Na resposta ao líder do PSD, António Costa foi mais substantivo do que nas respostas a Catarina Martins. Voltou - é certo - a dizer que o Governo não pode interferir na autonomia da Autoridade Tributária (AT). Mas não se coibiu de qualificar o comportamento da EDP, embora no condicional: "Se houve simulação fiscal, isso é inaceitável, tratando-se da EDP, da ADP, da Petrogal ou de qualquer um de nós, isso é básico". E foi suficientemente claro a sugerir fortemente à AT que veja o que se passa. "O mínimo que posso dizer é que essa construção foi criativa, não me passa sequer pela cabeça que a AT não esteja a investigar, faz parte das suas funções." Na semana passada - recorde-se - o PSD entregou na Procuradoria-Geral da República um pedido de averiguação da venda de seis barragens da bacia do Douro pela EDP, considerando que o Governo favoreceu a empresa concedendo-lhe uma "borla fiscal".
O início do debate mostrou também que o azedume continua a ser a marca essencial na relação entre o Governo do PS e o BE.
António Costa aproveitou uma pergunta de Catarina Martins para mostrar gráficos que asseguram que, afinal - e ao contrário do que o Bloco vem a dizer há meses - o SNS tem hoje mais pessoal ao seu serviço do que no início da pandemia: "Se agora formos fazer o balanço, o resultado é muito simples: só o ano passado nós aumentámos quase tanto o número de médicos do SNS quanto tínhamos feito em toda a legislatura anterior, aquela legislatura que, seguramente, quer para mim quer para si, é uma legislatura de excelente memória", disse o primeiro-ministro. Que terminou recordando a Catarina Martins a "excelente memória" da geringonça, pedindo-lhe ainda que "não se afaste" dela.

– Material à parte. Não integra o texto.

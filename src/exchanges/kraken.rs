use serde::Deserialize;
use serde_json::Value;

use crate::{error::Result, schema::CanonicalFilter};

use super::{
    Exchange,
    mapper::{SubscriptionMapper, decode, discriminator_is},
};

/// Kraken subscription mapper (v1 public WS)
///
/// https://www.kraken.com/features/websocket-api#message-subscribe
///
/// Channel name is nested under `subscription.name`,
/// pairs are a top-level list.
#[derive(Debug, Clone, Copy, Default)]
pub struct KrakenMapper;

#[derive(Debug, Deserialize)]
struct SubscribeMessage {
    subscription: Subscription,
    #[serde(default)]
    pair: Option<Vec<String>>,
}

#[derive(Debug, Deserialize)]
struct Subscription {
    name: String,
}

impl SubscriptionMapper for KrakenMapper {

    fn exchange(&self) -> Exchange {
        Exchange::Kraken
    }

    fn can_handle(&self, message: &Value) -> bool {
        discriminator_is(message, &["event"], "subscribe")
    }

    fn map(&self, message: &Value) -> Result<Vec<CanonicalFilter>> {
        let msg: SubscribeMessage = decode(self.exchange(), message)?;

        Ok(vec![CanonicalFilter {
            channel: msg.subscription.name,
            symbols: msg.pair,
        }])
    }
}
pub mod dto;
pub mod model;
pub mod routes;
pub mod validation;

pub use model::{NewTodo, Todo, TodoId};
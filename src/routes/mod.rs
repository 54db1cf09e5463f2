use axum::{
    http::{header, Method},
    routing::{get, patch},
    Router,
};
use tower_http::cors::{Any, CorsLayer};

mod health;
pub mod todos;

pub use health::health;

use crate::state::AppState;

pub fn routes() -> Router<AppState> {
    let todo_router = Router::new()
        .route("/", get(todos::routes::list).post(todos::routes::create))
        .route(
            "/{id}",
            patch(todos::routes::update).delete(todos::routes::delete),
        );

    Router::new()
        .route("/health", get(health))
        .nest("/api/todos", todo_router)
}

pub fn cors() -> CorsLayer {
    CorsLayer::new()
        .allow_origin(Any)
        .allow_methods([
            Method::GET,
            Method::POST,
            Method::HEAD,
            Method::PUT,
            Method::DELETE,
            Method::PATCH,
        ])
        .allow_headers([header::ORIGIN, header::CONTENT_TYPE, header::ACCEPT])
}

Num debate em que a pandemia não teve o peso dominador habitual - as principais questões relacionaram-se com a vacinação, com o PCP a insistir para que o Governo compre fora da UE -, o outro grande assunto foi o novo aeroporto de Lisboa. André Silva, do PAN, questionou insistentemente o chefe do Governo porque não admite a hipótese de Beja. "Não faz sentido", disse Costa, recordando que a capital do Baixo Alentejo fica a 129 km de Lisboa. Mais tarde acrescentaria: "Há aeroportos e aeroportos. Se queremos falar de aeroportos principais, não há Beja. As soluções que pusemos em cima da mesa [para uma nova avaliação estratégica ambiental] são as três viáveis que existem [Alcochete, Portela+Montijo e Montijo+Portela]."
Para o primeiro-ministro, resolver este problema continua a ser "urgente" e o novo estudo ambiental pedido - agora contemplando a hipótese Alcochete - é só "mais uma perda de tempo". Por isso, insistiu com os deputados para que a aprovem a proposta de lei do Governo que retira às autarquias poder de veto. O país - insistiu - está "há décadas atrasado", o "aeroporto é urgente" e "não pode ser um município a condicionar o Estado relativamente a isso". Dito de outra forma: "Se a Assembleia da República entender que os municípios podem ter poder de veto, arriscamo-nos não só a não ter aeroporto como a não ter obra nenhuma."
Questionado por André Ventura, do Chega, Costa admitiu também que no próximo ano a idade da reforma pode baixar. "Há uma fórmula que calcula a idade da reforma. Não foi mudada e todos os anos ajusta. Pelas previsões recentes, sobre o desempenho da economia no ano transato, vai ter o efeito inverso no próximo ano (2022), reduzindo-se a idade da reforma."